_Task prompt:_ In the data below, find every line with the string "impl" and pull it out.

---------- Excerpted records ----------

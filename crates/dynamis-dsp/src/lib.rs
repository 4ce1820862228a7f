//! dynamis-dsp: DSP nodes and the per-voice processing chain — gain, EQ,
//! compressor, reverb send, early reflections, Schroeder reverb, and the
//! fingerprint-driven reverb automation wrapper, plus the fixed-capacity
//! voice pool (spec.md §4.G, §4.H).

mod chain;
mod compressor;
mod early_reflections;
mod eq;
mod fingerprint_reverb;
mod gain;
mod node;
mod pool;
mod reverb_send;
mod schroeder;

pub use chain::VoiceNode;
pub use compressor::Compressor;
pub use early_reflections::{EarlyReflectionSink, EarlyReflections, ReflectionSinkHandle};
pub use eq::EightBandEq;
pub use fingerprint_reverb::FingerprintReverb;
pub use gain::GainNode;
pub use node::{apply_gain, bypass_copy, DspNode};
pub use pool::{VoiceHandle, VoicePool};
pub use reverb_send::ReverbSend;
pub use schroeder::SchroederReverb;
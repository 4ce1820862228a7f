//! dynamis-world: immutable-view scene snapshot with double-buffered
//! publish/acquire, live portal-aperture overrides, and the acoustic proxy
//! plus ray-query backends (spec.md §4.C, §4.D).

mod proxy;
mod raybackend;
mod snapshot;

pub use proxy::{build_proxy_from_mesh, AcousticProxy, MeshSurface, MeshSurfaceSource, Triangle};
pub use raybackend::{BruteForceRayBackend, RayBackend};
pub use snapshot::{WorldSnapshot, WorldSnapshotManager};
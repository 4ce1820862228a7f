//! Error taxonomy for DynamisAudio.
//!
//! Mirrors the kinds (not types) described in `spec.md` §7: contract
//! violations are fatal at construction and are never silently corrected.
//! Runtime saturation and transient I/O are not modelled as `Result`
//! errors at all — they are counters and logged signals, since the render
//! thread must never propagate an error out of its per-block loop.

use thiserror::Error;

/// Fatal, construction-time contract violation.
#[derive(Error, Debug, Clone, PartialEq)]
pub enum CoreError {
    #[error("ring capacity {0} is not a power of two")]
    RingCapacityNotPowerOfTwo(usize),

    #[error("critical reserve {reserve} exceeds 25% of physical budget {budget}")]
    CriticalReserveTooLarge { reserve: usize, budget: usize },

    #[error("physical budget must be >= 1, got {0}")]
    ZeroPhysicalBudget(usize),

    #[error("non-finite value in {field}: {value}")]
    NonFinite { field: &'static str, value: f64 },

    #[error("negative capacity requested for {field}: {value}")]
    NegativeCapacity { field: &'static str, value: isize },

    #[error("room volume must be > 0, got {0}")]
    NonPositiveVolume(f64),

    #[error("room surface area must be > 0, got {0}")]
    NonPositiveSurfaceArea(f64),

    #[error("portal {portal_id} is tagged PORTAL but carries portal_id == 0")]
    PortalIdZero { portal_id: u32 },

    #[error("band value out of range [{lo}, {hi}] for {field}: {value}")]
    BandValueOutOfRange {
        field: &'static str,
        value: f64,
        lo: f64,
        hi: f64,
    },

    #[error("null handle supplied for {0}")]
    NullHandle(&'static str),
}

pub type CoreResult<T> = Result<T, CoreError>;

----------
---------- Excerpted records ----------

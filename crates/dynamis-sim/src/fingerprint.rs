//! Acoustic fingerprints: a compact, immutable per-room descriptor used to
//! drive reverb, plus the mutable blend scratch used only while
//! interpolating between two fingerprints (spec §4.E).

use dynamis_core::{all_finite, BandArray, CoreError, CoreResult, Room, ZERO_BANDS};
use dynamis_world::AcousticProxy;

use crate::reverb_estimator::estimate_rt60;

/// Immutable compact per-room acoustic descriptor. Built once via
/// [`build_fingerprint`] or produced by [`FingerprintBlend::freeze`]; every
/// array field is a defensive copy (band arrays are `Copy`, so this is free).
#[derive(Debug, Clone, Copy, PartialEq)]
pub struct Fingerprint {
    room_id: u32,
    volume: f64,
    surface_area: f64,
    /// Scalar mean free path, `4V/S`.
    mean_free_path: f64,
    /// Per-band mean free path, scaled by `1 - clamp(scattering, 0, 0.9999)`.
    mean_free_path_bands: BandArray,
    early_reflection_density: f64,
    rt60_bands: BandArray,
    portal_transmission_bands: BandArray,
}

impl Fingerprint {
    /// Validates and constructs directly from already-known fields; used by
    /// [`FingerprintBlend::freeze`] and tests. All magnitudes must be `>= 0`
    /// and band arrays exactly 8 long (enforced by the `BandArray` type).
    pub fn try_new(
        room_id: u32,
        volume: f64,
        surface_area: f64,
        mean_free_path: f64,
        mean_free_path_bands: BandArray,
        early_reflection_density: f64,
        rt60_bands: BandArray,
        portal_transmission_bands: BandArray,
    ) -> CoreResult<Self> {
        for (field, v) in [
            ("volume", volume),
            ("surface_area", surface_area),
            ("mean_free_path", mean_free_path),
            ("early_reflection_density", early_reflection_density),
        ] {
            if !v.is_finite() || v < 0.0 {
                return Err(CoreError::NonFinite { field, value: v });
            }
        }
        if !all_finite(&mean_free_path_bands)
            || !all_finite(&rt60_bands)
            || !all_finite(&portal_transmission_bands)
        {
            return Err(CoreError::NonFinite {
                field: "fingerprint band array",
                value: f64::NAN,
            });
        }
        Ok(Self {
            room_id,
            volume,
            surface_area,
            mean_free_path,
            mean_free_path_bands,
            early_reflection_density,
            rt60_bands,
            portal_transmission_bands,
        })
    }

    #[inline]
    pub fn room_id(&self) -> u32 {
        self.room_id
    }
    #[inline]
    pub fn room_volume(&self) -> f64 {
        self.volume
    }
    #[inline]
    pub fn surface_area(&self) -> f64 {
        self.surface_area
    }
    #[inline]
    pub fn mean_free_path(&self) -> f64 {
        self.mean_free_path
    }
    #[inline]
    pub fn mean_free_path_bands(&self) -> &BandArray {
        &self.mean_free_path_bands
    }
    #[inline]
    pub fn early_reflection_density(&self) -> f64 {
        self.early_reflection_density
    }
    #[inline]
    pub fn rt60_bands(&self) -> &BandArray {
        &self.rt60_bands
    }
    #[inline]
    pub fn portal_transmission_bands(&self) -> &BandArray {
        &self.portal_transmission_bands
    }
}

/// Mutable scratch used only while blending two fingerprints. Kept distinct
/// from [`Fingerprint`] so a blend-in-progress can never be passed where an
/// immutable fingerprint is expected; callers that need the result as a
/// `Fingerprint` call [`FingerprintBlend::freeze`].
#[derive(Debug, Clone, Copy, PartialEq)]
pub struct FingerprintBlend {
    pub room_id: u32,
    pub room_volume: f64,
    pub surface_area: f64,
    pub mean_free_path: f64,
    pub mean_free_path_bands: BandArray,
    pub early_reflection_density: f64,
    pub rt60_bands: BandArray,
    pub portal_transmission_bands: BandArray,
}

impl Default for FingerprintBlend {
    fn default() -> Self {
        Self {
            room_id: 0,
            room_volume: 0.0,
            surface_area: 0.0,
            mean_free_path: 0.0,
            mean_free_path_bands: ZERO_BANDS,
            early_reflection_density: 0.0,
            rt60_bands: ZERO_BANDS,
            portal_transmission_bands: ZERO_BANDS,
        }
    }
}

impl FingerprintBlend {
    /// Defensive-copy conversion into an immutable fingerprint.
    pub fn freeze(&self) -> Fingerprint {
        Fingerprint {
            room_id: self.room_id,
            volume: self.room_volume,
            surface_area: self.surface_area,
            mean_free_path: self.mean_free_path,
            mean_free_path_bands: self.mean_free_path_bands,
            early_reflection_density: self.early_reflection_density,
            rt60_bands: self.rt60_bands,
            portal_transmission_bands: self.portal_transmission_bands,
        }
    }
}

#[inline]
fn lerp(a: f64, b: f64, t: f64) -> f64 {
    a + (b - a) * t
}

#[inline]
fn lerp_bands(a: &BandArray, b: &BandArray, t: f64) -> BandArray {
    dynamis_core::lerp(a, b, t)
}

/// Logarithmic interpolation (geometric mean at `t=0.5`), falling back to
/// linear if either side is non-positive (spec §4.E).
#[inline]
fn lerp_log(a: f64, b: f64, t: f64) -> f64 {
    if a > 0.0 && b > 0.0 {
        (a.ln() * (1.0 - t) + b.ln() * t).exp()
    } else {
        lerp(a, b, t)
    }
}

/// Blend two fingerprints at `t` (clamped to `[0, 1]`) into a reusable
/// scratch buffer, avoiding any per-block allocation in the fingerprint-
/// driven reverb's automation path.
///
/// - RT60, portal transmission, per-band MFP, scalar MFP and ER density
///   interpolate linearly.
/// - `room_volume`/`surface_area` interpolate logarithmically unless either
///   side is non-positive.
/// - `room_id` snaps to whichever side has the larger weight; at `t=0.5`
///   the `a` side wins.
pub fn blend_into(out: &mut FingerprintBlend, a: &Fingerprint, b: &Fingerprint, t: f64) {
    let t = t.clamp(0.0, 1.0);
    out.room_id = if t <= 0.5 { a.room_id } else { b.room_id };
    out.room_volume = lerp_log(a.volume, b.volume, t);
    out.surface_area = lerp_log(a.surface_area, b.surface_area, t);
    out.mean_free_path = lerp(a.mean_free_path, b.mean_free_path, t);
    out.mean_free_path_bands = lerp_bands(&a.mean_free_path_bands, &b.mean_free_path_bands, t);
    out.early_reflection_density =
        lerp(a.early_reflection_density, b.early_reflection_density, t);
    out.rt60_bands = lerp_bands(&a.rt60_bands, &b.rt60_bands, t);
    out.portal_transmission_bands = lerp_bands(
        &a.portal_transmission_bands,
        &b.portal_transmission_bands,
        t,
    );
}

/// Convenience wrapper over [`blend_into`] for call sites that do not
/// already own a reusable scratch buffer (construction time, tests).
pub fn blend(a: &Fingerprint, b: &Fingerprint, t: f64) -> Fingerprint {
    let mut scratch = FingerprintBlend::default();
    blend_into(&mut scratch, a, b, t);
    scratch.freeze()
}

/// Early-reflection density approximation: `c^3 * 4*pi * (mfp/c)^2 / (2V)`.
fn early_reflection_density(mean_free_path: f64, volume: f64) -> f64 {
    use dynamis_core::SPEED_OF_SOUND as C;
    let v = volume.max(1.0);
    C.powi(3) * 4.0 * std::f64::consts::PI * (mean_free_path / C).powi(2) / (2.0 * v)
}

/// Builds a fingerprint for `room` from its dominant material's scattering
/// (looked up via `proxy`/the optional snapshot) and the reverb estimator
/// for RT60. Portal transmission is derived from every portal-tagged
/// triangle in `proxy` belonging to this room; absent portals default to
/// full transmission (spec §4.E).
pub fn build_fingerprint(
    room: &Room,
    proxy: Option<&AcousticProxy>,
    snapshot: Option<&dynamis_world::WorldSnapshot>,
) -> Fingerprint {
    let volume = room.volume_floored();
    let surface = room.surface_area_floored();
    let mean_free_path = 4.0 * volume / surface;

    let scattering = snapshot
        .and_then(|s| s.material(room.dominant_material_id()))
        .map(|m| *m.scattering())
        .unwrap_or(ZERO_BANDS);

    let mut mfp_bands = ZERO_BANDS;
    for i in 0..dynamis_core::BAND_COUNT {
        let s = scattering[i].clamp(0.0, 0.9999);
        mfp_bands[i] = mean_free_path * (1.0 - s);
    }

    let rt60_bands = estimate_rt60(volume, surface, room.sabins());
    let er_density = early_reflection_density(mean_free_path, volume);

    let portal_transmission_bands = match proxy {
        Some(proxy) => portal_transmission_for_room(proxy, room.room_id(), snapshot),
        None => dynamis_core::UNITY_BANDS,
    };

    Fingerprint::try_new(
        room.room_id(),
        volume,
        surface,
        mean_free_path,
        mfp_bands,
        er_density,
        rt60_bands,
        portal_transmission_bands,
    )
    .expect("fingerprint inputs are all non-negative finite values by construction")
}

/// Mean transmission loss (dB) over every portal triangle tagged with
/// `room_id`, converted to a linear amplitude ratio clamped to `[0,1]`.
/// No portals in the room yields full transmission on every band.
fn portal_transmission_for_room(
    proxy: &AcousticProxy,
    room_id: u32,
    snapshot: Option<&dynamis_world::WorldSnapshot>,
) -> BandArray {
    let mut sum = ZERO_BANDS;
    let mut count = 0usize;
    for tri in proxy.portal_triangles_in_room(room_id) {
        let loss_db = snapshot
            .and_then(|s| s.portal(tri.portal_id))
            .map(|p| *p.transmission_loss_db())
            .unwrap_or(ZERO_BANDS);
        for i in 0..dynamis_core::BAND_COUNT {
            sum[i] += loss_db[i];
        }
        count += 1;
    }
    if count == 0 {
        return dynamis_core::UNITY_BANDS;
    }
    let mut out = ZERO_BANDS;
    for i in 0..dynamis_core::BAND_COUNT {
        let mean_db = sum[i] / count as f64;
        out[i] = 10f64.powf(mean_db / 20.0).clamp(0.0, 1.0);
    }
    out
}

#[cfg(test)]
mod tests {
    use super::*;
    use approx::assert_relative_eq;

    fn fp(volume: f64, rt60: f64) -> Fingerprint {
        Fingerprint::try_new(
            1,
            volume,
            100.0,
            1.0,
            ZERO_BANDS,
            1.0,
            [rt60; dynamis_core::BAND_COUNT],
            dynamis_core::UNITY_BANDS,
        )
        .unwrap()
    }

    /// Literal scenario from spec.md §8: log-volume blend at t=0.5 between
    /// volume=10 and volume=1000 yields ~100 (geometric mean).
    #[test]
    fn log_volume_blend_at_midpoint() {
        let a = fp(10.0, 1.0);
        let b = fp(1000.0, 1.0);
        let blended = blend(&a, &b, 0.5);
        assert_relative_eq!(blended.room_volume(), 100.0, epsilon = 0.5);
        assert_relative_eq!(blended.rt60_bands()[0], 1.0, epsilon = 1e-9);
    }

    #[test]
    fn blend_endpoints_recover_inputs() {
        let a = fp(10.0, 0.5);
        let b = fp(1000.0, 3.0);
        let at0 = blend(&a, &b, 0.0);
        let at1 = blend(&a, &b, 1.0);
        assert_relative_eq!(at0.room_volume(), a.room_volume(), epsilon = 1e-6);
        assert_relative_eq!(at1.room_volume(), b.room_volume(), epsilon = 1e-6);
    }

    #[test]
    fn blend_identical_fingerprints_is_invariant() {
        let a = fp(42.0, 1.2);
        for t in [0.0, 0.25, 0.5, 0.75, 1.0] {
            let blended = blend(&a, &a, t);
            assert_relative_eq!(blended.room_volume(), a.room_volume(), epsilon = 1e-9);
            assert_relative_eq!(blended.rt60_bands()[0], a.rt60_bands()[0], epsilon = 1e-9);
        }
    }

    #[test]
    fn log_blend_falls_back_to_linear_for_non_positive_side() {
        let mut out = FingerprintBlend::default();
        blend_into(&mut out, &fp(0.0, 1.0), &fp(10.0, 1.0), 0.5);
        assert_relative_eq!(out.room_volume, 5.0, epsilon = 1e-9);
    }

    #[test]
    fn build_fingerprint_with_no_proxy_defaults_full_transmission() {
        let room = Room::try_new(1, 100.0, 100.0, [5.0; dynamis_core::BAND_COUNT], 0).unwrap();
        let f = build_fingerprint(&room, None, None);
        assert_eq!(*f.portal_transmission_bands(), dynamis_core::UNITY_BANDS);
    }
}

----------

_Task response:_
impl Fingerprint {
impl Default for FingerprintBlend {
impl FingerprintBlend {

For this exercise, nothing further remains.